Les utopies de la Renaissance puis de l'âge classique ne sont pas des sociétés paradisiaques offrant à l'homme un cadre de vie répondant à tous ses besoins et ses désirs. Thomas More, le premier, voit dans l'égoïsme et la cupidité les causes de l'injustice de toutes les sociétés existantes et son utopie est un projet d'amélioration morale de l'homme. Les sociétés idéales ne le sont que parce qu'elles ont su faire de l'homme un être meilleur, plus civilisé et capable de servir sa communauté avant ses propres intérêts. Or, dès la naissance des utopies, leurs auteurs n'ont pu parvenir à ces résultats qu'en imposant un certain nombre de lois contraignantes : l'égoïsme et l'avidité sont empêchés, dans l'utopie de More, par l'interdiction absolue de toute propriété privée.

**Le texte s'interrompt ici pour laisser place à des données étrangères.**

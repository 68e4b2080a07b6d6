//! DropSort - Command-line front-end for the file organizing engine.
//!
//! Collects sources and options, runs the engine on a worker thread, and
//! renders progress, reports, and history as text.

mod progress;
mod worker;

use std::fs;
use std::io::Read;
use std::path::PathBuf;
use std::process;

use clap::{Args, Parser, Subcommand};
use tracing_subscriber::EnvFilter;

use engine::{
    cleanse, fs_ops, history, scan, settings, CancelToken, RenamePattern, SourceFile,
    TransferOutcome, TransferRequest,
};

use crate::progress::TransferEvent;

/// DropSort - move files into categorized folders
#[derive(Parser, Debug)]
#[command(name = "dropsort")]
#[command(version = "0.1.0")]
#[command(about = "Sort files into categorized folders with optional renaming")]
struct Cli {
    /// Settings file
    #[arg(
        long,
        value_name = "PATH",
        default_value = "dropsort_settings.json",
        global = true
    )]
    settings: PathBuf,

    /// History file
    #[arg(
        long,
        value_name = "PATH",
        default_value = "dropsort_history.json",
        global = true
    )]
    history_file: PathBuf,

    /// Log filter (trace, debug, info, warn, error)
    #[arg(long, value_name = "LEVEL", default_value = "info", global = true)]
    log_level: String,

    #[command(subcommand)]
    command: Command,
}

#[derive(Subcommand, Debug)]
enum Command {
    /// Move files (or folder contents) into the target directory
    Organize(OrganizeArgs),
    /// List a folder's files grouped by category
    Scan(ScanArgs),
    /// Strip preset substrings from text
    Clean(CleanArgs),
    /// Show recent transfer history
    History(HistoryArgs),
}

#[derive(Args, Debug)]
struct OrganizeArgs {
    /// Files or folders to move; folders expand recursively
    #[arg(value_name = "SOURCE", required = true)]
    sources: Vec<PathBuf>,

    /// Target directory (defaults to the remembered one)
    #[arg(long, value_name = "PATH")]
    dest: Option<PathBuf>,

    /// Sort recognized files into category subfolders
    #[arg(long, conflicts_with = "flat")]
    categorize: bool,

    /// Keep everything directly under the target directory
    #[arg(long)]
    flat: bool,

    /// Rename images to timestamp-derived names
    #[arg(long, conflicts_with = "keep_names")]
    rename_images: bool,

    /// Keep original image names
    #[arg(long)]
    keep_names: bool,

    /// Timestamp pattern: seconds or millis
    #[arg(long, value_name = "PATTERN")]
    pattern: Option<String>,

    /// Custom display name (single file source only)
    #[arg(long, value_name = "NAME")]
    name: Option<String>,

    /// Persist the effective options back to the settings file
    #[arg(long)]
    remember: bool,
}

#[derive(Args, Debug)]
struct ScanArgs {
    #[arg(value_name = "FOLDER")]
    folder: PathBuf,

    /// Only list files whose name contains this text
    #[arg(long, value_name = "TEXT")]
    filter: Option<String>,
}

#[derive(Args, Debug)]
struct CleanArgs {
    /// File with one pattern per line
    #[arg(long, value_name = "PATH")]
    presets: PathBuf,

    /// Input file (stdin when omitted)
    #[arg(value_name = "INPUT")]
    input: Option<PathBuf>,
}

#[derive(Args, Debug)]
struct HistoryArgs {
    /// Also print absolute destination paths
    #[arg(long)]
    paths: bool,
}

fn main() {
    let cli = Cli::parse();

    let filter =
        EnvFilter::try_from_default_env().unwrap_or_else(|_| EnvFilter::new(&cli.log_level));
    tracing_subscriber::fmt()
        .with_env_filter(filter)
        .with_writer(std::io::stderr)
        .init();

    let exit_code = match run_cli(&cli) {
        Ok(()) => 0,
        Err(msg) => {
            eprintln!("Error: {}", msg);
            2
        }
    };

    process::exit(exit_code);
}

/// Main CLI logic - separated for testability
fn run_cli(cli: &Cli) -> Result<(), String> {
    match &cli.command {
        Command::Organize(args) => run_organize(cli, args),
        Command::Scan(args) => run_scan(args),
        Command::Clean(args) => run_clean(args),
        Command::History(args) => run_history(cli, args),
    }
}

fn run_organize(cli: &Cli, args: &OrganizeArgs) -> Result<(), String> {
    let mut saved = settings::load(&cli.settings);

    let target_dir = args
        .dest
        .clone()
        .unwrap_or_else(|| saved.target_dir.clone());
    let categorize = if args.categorize {
        true
    } else if args.flat {
        false
    } else {
        saved.categorize_files
    };
    let auto_rename = if args.rename_images {
        true
    } else if args.keep_names {
        false
    } else {
        saved.auto_rename_images
    };
    let pattern = match &args.pattern {
        Some(p) => RenamePattern::from_str(p)
            .ok_or_else(|| format!("Invalid pattern '{}'. Must be 'seconds' or 'millis'", p))?,
        None => saved.rename_pattern,
    };

    if args.name.is_some() && (args.sources.len() != 1 || args.sources[0].is_dir()) {
        return Err("--name requires exactly one file source".to_string());
    }

    let mut sources = Vec::new();
    for path in &args.sources {
        if path.is_dir() {
            let mut found = fs_ops::collect_sources(path)
                .map_err(|e| format!("Could not read folder {}: {}", path.display(), e))?;
            sources.append(&mut found);
        } else if path.exists() {
            match &args.name {
                Some(name) => sources.push(SourceFile::with_name(path, name.clone())),
                None => sources.push(SourceFile::new(path)),
            }
        } else {
            return Err(format!("Source does not exist: {}", path.display()));
        }
    }
    if sources.is_empty() {
        return Err("Nothing to move".to_string());
    }

    let request = TransferRequest::new(sources, target_dir.clone(), categorize, auto_rename, pattern);
    let events = worker::spawn_transfer(request, CancelToken::new());

    let mut outcome: Option<TransferOutcome> = None;
    for event in events.iter() {
        match event {
            TransferEvent::Started { total_files } => {
                eprintln!("Moving {} files to {}", total_files, target_dir.display());
            }
            TransferEvent::Progress { percent, label } => {
                eprintln!("[{:3}%] {}", percent, label);
            }
            TransferEvent::Completed { outcome: done } => {
                outcome = Some(done);
                break;
            }
            TransferEvent::SetupFailed { title, message } => {
                return Err(format!("{}: {}", title, message));
            }
        }
    }
    let outcome = outcome.ok_or_else(|| "worker exited without a result".to_string())?;

    eprintln!();
    eprintln!(
        "Summary: {} moved, {} failed",
        outcome.processed.len(),
        outcome.errors.len()
    );
    for file in &outcome.processed {
        println!("  {} -> {}", file.name, file.folder);
    }
    if !outcome.errors.is_empty() {
        eprintln!();
        eprintln!("Failed files:");
        for err in &outcome.errors {
            eprintln!("  {}: {}", err.source.display(), err.message);
        }
    }

    if !outcome.processed.is_empty() {
        let mut entries = history::load(&cli.history_file);
        if let Err(e) = history::append(&cli.history_file, &mut entries, outcome.processed.clone())
        {
            eprintln!("Warning: could not record history: {}", e);
        }
    }

    if args.remember {
        saved.target_dir = target_dir;
        saved.categorize_files = categorize;
        saved.auto_rename_images = auto_rename;
        saved.rename_pattern = pattern;
        if let Err(e) = settings::save(&cli.settings, &saved) {
            eprintln!("Warning: could not save settings: {}", e);
        }
    }

    if outcome.is_clean() {
        Ok(())
    } else {
        Err("One or more files failed to move".to_string())
    }
}

fn run_scan(args: &ScanArgs) -> Result<(), String> {
    let listing =
        scan::scan_folder(&args.folder, args.filter.as_deref()).map_err(|e| e.to_string())?;

    if listing.is_empty() {
        println!("No recognized files in {}", args.folder.display());
        return Ok(());
    }
    for group in &listing.groups {
        if group.files.is_empty() {
            continue;
        }
        println!("{} ({})", group.folder, group.files.len());
        for file in &group.files {
            println!("  {}", file.display());
        }
    }
    Ok(())
}

fn run_clean(args: &CleanArgs) -> Result<(), String> {
    let presets = fs::read_to_string(&args.presets)
        .map_err(|e| format!("Could not read presets {}: {}", args.presets.display(), e))?;
    let input = match &args.input {
        Some(path) => fs::read_to_string(path)
            .map_err(|e| format!("Could not read input {}: {}", path.display(), e))?,
        None => {
            let mut buf = String::new();
            std::io::stdin()
                .read_to_string(&mut buf)
                .map_err(|e| format!("Could not read stdin: {}", e))?;
            buf
        }
    };

    print!("{}", cleanse::cleanse_text(&input, &presets));
    Ok(())
}

fn run_history(cli: &Cli, args: &HistoryArgs) -> Result<(), String> {
    let entries = history::load(&cli.history_file);
    if entries.is_empty() {
        println!("No history recorded");
        return Ok(());
    }
    for entry in history::recent(&entries) {
        println!("{}", entry.time);
        for file in &entry.files {
            if args.paths {
                println!("  {} -> {} ({})", file.name, file.folder, file.path.display());
            } else {
                println!("  {} -> {}", file.name, file.folder);
            }
        }
    }
    Ok(())
}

Les contre-utopies dénoncent dans les utopies l'incapacité de celles-ci à changer véritablement l'homme pour en faire un être heureux et digne de bonheur. Les œuvres de Huxley, Orwell, Zamiatine ou Silverberg soulignent le caractère superficiel des changements que les États contemporains ont pu imposer à la nature humaine. Ceux-ci n'ont pas su changer l’homme en profondeur et n'ont pu agir que sur son comportement.
Ainsi :
Les contre-utopies dénoncent donc la prétention utopique à changer l'homme par conditionnement.
« [Les prêtres] apportent tous leurs soins à instiller dans les âmes encore tendres et dociles des enfants les saines doctrines qui sont la sauvegarde de l'État. Si elles y ont profondément pénétré, elles accompagnent l'homme sa vie entière et contribueront grandement au salut public, lequel n'est menacé que par les vices issus de principes erronés »
— Thomas More, L'utopie, p. 222
Prétention qui n'aboutit qu'à l'aliénation, le refoulement et la névrose.